### Work instructions
Among the entries below, how many lines contain the string "Error"? Only the number is wanted.

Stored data
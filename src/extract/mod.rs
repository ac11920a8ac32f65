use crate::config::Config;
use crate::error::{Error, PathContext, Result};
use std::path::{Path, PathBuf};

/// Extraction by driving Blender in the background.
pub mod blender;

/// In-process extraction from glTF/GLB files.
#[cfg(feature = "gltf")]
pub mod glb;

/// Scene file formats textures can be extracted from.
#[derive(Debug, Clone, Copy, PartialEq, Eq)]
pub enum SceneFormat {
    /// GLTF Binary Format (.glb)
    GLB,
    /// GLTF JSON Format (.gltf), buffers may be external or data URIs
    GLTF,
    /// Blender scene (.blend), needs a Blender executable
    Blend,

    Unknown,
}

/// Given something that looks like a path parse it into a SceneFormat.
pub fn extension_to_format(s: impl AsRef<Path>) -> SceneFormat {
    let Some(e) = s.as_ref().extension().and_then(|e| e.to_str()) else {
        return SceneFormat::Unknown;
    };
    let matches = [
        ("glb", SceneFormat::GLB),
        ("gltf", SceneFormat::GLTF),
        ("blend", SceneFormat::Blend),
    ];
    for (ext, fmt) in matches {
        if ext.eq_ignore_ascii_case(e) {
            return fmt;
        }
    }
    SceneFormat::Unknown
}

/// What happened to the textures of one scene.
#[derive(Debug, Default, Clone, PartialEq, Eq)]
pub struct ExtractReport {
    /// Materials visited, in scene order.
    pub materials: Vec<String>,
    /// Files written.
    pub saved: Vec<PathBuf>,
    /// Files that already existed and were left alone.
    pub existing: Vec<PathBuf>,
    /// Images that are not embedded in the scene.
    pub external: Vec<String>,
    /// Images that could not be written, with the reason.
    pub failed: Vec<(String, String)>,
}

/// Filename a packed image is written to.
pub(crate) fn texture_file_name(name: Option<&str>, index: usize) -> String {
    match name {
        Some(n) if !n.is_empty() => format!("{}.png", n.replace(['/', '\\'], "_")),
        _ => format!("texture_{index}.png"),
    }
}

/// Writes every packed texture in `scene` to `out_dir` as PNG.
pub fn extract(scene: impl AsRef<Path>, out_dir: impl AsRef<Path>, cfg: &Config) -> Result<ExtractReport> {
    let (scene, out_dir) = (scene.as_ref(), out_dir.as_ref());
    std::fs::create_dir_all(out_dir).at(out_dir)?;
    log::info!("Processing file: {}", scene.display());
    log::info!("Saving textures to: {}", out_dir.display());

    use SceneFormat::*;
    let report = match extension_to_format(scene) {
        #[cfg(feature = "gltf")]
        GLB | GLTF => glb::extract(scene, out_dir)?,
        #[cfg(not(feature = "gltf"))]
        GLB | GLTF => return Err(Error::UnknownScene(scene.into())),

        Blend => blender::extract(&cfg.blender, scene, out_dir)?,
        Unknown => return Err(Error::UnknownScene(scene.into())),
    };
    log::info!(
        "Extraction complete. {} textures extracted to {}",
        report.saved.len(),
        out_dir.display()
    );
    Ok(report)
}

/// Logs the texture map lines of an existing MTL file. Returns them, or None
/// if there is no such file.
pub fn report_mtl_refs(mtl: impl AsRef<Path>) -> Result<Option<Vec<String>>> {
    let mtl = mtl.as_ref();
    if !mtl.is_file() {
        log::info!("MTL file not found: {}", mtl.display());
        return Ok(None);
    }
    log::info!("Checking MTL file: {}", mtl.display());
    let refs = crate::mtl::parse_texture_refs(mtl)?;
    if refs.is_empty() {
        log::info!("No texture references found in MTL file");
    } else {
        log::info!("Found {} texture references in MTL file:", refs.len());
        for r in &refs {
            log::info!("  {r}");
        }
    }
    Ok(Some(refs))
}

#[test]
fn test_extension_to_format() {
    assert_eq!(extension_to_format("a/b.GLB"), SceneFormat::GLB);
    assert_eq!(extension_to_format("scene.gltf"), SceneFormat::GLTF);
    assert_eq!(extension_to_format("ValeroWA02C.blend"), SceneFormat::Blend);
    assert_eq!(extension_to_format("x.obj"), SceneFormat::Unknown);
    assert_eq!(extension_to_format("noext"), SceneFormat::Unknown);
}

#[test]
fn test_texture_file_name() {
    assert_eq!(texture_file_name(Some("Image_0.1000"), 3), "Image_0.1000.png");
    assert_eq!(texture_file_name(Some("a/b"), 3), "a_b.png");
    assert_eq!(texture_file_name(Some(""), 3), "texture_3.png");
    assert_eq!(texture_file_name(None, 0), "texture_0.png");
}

### Result for this task
3